The SEC has proposed new rules intended to improve disclosure and investor protection in initial public offerings and business combination deals involving special purpose acquisition companies.
A SPAC is a shell company formed solely for the purpose of raising capital so it can acquire a private operating company and take it public. The proposed new rules and amendments would require additional disclosures about SPAC sponsors, conflicts of interest, and sources of dilution. They also would require additional disclosures regarding business combination transactions between SPACs and private operating companies, including disclosures relating to the fairness of the deals.
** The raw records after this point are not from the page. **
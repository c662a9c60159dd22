//! End-to-end `run_source` scenarios against a real database:
//!
//! - S1's assertion that a fresh publish leaves exactly one `publish` row
//!   and exactly one `skip` row (for a filtered-out reply) in `activity_log`.
//! - The not-found/edit-not-allowed reconciliation path: an edit targeting a
//!   downstream status that was deleted out-of-band republishes as new
//!   instead of hard-erroring the source run.
//!
//! Requires RELAY_DATABASE_URL; skips gracefully when absent.

use chrono::Utc;

use relay_config::{
    FilteringConfig, SourceConfig, TargetConfig, ThreadHandlingConfig, ThreadHandlingMode,
};
use relay_pipeline::run_source;
use relay_publish::PublisherAdapter;
use relay_publish_mock::MockPublisher;
use relay_schemas::ActivityAction;
use relay_sources::fixture::FixtureSource;
use relay_thread::ThreadCache;

fn source_config(id: &str) -> SourceConfig {
    SourceConfig {
        id: id.to_string(),
        platform: "mastodon".to_string(),
        enabled: true,
        handle: None,
        feed_url: None,
        target: TargetConfig { account_id: "acct".to_string(), base_url: None, token_env: None },
        priority: None,
        interval_minutes: Some(0),
        max_posts_per_run: 10,
        skip_hours: vec![],
        filtering: FilteringConfig { skip_replies: true, ..Default::default() },
        thread_handling: ThreadHandlingConfig { mode: ThreadHandlingMode::Standalone },
        visibility: "public".to_string(),
        daily_post_cap: None,
        extra: Default::default(),
    }
}

#[tokio::test]
async fn fresh_publish_and_filtered_reply_each_log_exactly_one_row() -> anyhow::Result<()> {
    let Ok(_) = std::env::var(relay_db::ENV_DB_URL) else {
        eprintln!("SKIP: RELAY_DATABASE_URL not set");
        return Ok(());
    };
    let pool = relay_db::connect_from_env().await?;
    relay_db::migrate(&pool).await?;
    let store = relay_db::Store::new(pool);

    let source_id = relay_testkit::unique_source_id("s");
    let config = source_config(&source_id);
    let publisher = MockPublisher::new();

    let mut standalone = relay_testkit::post_fixture(
        "p1",
        &format!("author-{source_id}"),
        "hello world",
        Utc::now(),
    );
    standalone.is_reply = false;
    let mut reply = relay_testkit::post_fixture(
        "p2",
        &format!("author-{source_id}"),
        "a reply nobody should relay",
        Utc::now(),
    );
    reply.is_reply = true;

    let source = FixtureSource::new(source_id.clone(), vec![standalone, reply]);
    let mut thread_cache = ThreadCache::new();

    let outcome = run_source(
        &store,
        &source,
        &publisher,
        &config,
        5,
        &mut thread_cache,
        Utc::now().date_naive(),
        12,
        None,
    )
    .await;

    assert_eq!(outcome.published, 1);
    assert_eq!(outcome.filtered_out, 1);
    assert!(outcome.error.is_none());

    let publish_rows = store.activity_log.count_for(&source_id, ActivityAction::Publish).await?;
    assert_eq!(publish_rows, 1, "exactly one publish row for the standalone item");

    let skip_rows = store.activity_log.count_for(&source_id, ActivityAction::Skip).await?;
    assert_eq!(skip_rows, 1, "exactly one skip row for the filtered-out reply");

    Ok(())
}

#[tokio::test]
async fn edit_of_deleted_downstream_status_reconciles_as_publish_new() -> anyhow::Result<()> {
    let Ok(_) = std::env::var(relay_db::ENV_DB_URL) else {
        eprintln!("SKIP: RELAY_DATABASE_URL not set");
        return Ok(());
    };
    let pool = relay_db::connect_from_env().await?;
    relay_db::migrate(&pool).await?;
    let store = relay_db::Store::new(pool);

    let source_id = relay_testkit::unique_source_id("s");
    let config = source_config(&source_id);
    let publisher = MockPublisher::new();
    let username = format!("author-{source_id}");

    // Run 1: publish the original version of the post.
    let original = relay_testkit::post_fixture("p1", &username, "launch day announcement", Utc::now());
    let source1 = FixtureSource::new(source_id.clone(), vec![original]);
    let mut thread_cache = ThreadCache::new();
    let first = run_source(
        &store,
        &source1,
        &publisher,
        &config,
        5,
        &mut thread_cache,
        Utc::now().date_naive(),
        12,
        None,
    )
    .await;
    assert_eq!(first.published, 1);
    assert_eq!(publisher.published_count(), 1);

    // Simulate the downstream moderator deleting the status out-of-band.
    publisher.delete("1").await.expect("delete the only published status");

    // Run 2: an edited version of the same post arrives. Edit-detection
    // matches it to the buffered original (same normalized text) and routes
    // it to update_existing("1"), but "1" no longer accepts edits, so the
    // source must reconcile by republishing fresh rather than erroring out.
    let edited = relay_testkit::post_fixture("p2", &username, "launch day announcement", Utc::now());
    let source2 = FixtureSource::new(source_id.clone(), vec![edited]);
    let second = run_source(
        &store,
        &source2,
        &publisher,
        &config,
        5,
        &mut thread_cache,
        Utc::now().date_naive(),
        12,
        None,
    )
    .await;

    assert!(second.error.is_none(), "reconciliation must not hard-error the run");
    assert_eq!(second.published, 1, "the reconciled item counts as a fresh publish");
    assert_eq!(second.updated, 0);
    assert_eq!(publisher.published_count(), 1, "original was deleted; only the reconciled republish is live");

    let publish_rows = store.activity_log.count_for(&source_id, ActivityAction::Publish).await?;
    assert_eq!(publish_rows, 2, "one publish row per run: the original, then the reconciled republish");

    Ok(())
}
The regulator said it is alarmed about the “unprecedented surge” in the number of SPAC IPOs, which raised more than $160 billion in 2021, nearly double the $83 billion they raised just one year earlier. It said it has “heightened investor protection concerns” about various aspects of the SPAC structure and the increasing use of shell companies as a way to take private companies public. It also said it is concerned about the use of projections with respect to business combination deals in which projections may lack a reasonable basis.
“As the SPAC market has grown, concerns also have arisen about whether some SPACs may be investment companies that are subject to the requirements of the Investment Company Act,” the regulator said. As a result, SPACs would be required under the proposed rules to register under the Investment Company Act of 1940 unless they satisfy certain conditions that limit their duration, asset composition, business purpose, and activities.
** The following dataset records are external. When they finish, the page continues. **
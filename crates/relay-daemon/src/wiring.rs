//! Builds the registered [`relay_runtime::SourceHandle`]s the daemon drives,
//! from layered YAML config plus resolved secrets. Same seam as
//! `relay-cli`'s `commands::adapters` module — duplicated rather than
//! shared because the CLI is a binary-only crate with no library target.

use std::path::PathBuf;
use std::sync::Arc;

use anyhow::Result;
use async_trait::async_trait;

use relay_config::secrets::resolve_secrets;
use relay_config::{LoadedConfig, SourceConfig};
use relay_publish::PublisherAdapter;
use relay_publish_http::HttpPublisher;
use relay_publish_mock::MockPublisher;
use relay_runtime::SourceHandle;
use relay_schemas::UniformPost;
use relay_sources::{fixture::FixtureSource, ProviderError, UpstreamSource};

struct UnregisteredSource {
    source_id: String,
    platform: String,
}

#[async_trait]
impl UpstreamSource for UnregisteredSource {
    fn source_id(&self) -> &str {
        &self.source_id
    }

    async fn fetch(&self) -> Result<Vec<UniformPost>, ProviderError> {
        Err(ProviderError::Config(format!(
            "no upstream adapter registered for platform '{}'",
            self.platform
        )))
    }
}

fn build_source(cfg: &SourceConfig, fixture_dir: Option<&std::path::Path>) -> Arc<dyn UpstreamSource> {
    if let Some(dir) = fixture_dir {
        let path = dir.join(format!("{}.json", cfg.id));
        if path.exists() {
            match std::fs::read_to_string(&path) {
                Ok(json) => match FixtureSource::from_json(cfg.id.clone(), &json) {
                    Ok(src) => return Arc::new(src),
                    Err(err) => {
                        tracing::warn!(source_id = %cfg.id, path = %path.display(), error = %err, "fixture file did not decode; source will report a config error");
                    }
                },
                Err(err) => {
                    tracing::warn!(source_id = %cfg.id, path = %path.display(), error = %err, "failed to read fixture file");
                }
            }
        }
    }

    Arc::new(UnregisteredSource {
        source_id: cfg.id.clone(),
        platform: cfg.platform.clone(),
    })
}

fn build_publisher(cfg: &SourceConfig, token: Option<&str>, dry_run: bool) -> Result<Arc<dyn PublisherAdapter>> {
    if dry_run {
        return Ok(Arc::new(MockPublisher::new()));
    }

    let base_url = cfg.target.base_url.as_deref().ok_or_else(|| {
        anyhow::anyhow!("source '{}': target.base_url is required outside dry-run", cfg.id)
    })?;
    let token = token
        .ok_or_else(|| anyhow::anyhow!("source '{}': no bearer token resolved for target", cfg.id))?;

    Ok(Arc::new(HttpPublisher::new(base_url, token)?))
}

/// `RELAY_DAEMON_DRY_RUN=1` runs every source against an in-memory mock
/// publisher instead of a live downstream instance — used for demos and
/// local smoke tests without a real ActivityPub-compatible target.
pub fn dry_run_from_env() -> bool {
    std::env::var("RELAY_DAEMON_DRY_RUN")
        .map(|v| v == "1" || v.eq_ignore_ascii_case("true"))
        .unwrap_or(false)
}

/// `RELAY_DAEMON_FIXTURE_DIR`, when set, is where each source's
/// `<source.id>.json` fixture file is looked up, same convention as the
/// CLI's `--fixtures` flag.
pub fn fixture_dir_from_env() -> Option<PathBuf> {
    std::env::var("RELAY_DAEMON_FIXTURE_DIR").ok().map(PathBuf::from)
}

/// Build every registered source's handle from a loaded config + resolved
/// secrets.
pub fn build_handles(loaded: &LoadedConfig, dry_run: bool, fixture_dir: Option<&std::path::Path>) -> Result<Vec<SourceHandle>> {
    let secrets = resolve_secrets(&loaded.config)?;
    let mut handles = Vec::with_capacity(loaded.config.sources.len());
    for source_cfg in &loaded.config.sources {
        let upstream = build_source(source_cfg, fixture_dir);
        let publisher = build_publisher(source_cfg, secrets.token_for(&source_cfg.id), dry_run)?;
        handles.push(SourceHandle {
            config: source_cfg.clone(),
            source: upstream,
            publisher,
        });
    }
    Ok(handles)
}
“The SPAC target IPO is being used as an alternative means to conduct an IPO,” SEC Chair Gary Gensler said in a statement. “Thus, investors deserve the protections they receive from traditional IPOs, with respect to information asymmetries, fraud, and conflicts, and when it comes to disclosure, marketing practices, gatekeepers, and issuers.”
Commissioner Allison Herren Lee said the SPAC structure raises questions as to whether shareholders have adequate insight into the compensation, incentives and potential conflicts of interests of SPAC sponsors. She said there is concern that a lack of traditional investor protections and liability “leaves shareholders vulnerable” and that they may “be left holding the bag on an ill-advised or underperforming business after sponsors have collected their compensation and insiders have cashed out their shares.”
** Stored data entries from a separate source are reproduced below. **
//! Shared test fixtures: a migrated `PgPool` helper and `UniformPost`
//! builders, used by scenario tests across the workspace so each crate's
//! `tests/` directory doesn't redefine the same boilerplate.
//!
//! Every scenario test in this workspace still guards on
//! `RELAY_DATABASE_URL` being set and skips gracefully when it is absent —
//! this crate does not change that contract, it just centralizes the setup.

use chrono::{DateTime, Utc};
use relay_schemas::{Author, MediaAttachment, UniformPost};
use sqlx::PgPool;

/// Connect via `RELAY_DATABASE_URL` and apply migrations, for use as a
/// `tests/` setup helper. Callers still check `RELAY_DATABASE_URL` is set
/// before calling this, same as calling `relay_db::connect_from_env`
/// directly.
pub async fn db_pool() -> anyhow::Result<PgPool> {
    let pool = relay_db::connect_from_env().await?;
    relay_db::migrate(&pool).await?;
    Ok(pool)
}

/// A minimal, otherwise-default `UniformPost` fixture. Override fields on
/// the returned value for scenario-specific variations (e.g. `is_reply`,
/// `is_thread_post`, `platform_uri`).
pub fn post_fixture(id: &str, username: &str, text: &str, published_at: DateTime<Utc>) -> UniformPost {
    UniformPost {
        id: id.to_string(),
        url: format!("https://example.test/{username}/{id}"),
        text: text.to_string(),
        published_at,
        author: Author {
            username: username.to_string(),
            display_name: username.to_string(),
        },
        media: Vec::new(),
        is_repost: false,
        is_quote: false,
        is_reply: false,
        is_thread_post: false,
        reply_to_handle: None,
        platform_uri: None,
        has_video: false,
        quoted_post: None,
    }
}

/// Same as [`post_fixture`] but with a media attachment attached, for
/// exercising the publish-media path.
pub fn post_fixture_with_media(
    id: &str,
    username: &str,
    text: &str,
    published_at: DateTime<Utc>,
    media_url: &str,
) -> UniformPost {
    let mut post = post_fixture(id, username, text, published_at);
    post.media.push(MediaAttachment {
        url: media_url.to_string(),
        alt: None,
    });
    post
}

/// A unique per-test source id, so concurrent scenario tests sharing one
/// database never collide on `(source_id, post_id)`.
pub fn unique_source_id(prefix: &str) -> String {
    format!("{prefix}-{}", uuid::Uuid::new_v4())
}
Lee said that the proposed rules address these concerns through “new disclosure requirements to enhance transparency and clarified liability provisions to enhance accountability.”
However SEC Commissioner Hester Peirce has objected to the proposed rules, saying in a statement that they seem “designed to stop SPACs in their tracks.”
Peirce said the proposed rules impose “a set of substantive burdens that seems designed to damn, diminish, and discourage SPACs because we do not like them, rather than elucidate them so that investors can decide whether they like them.” She said the typical SPAC would not meet the proposed rules’ parameters without significant changes to its operations, economics and timeline.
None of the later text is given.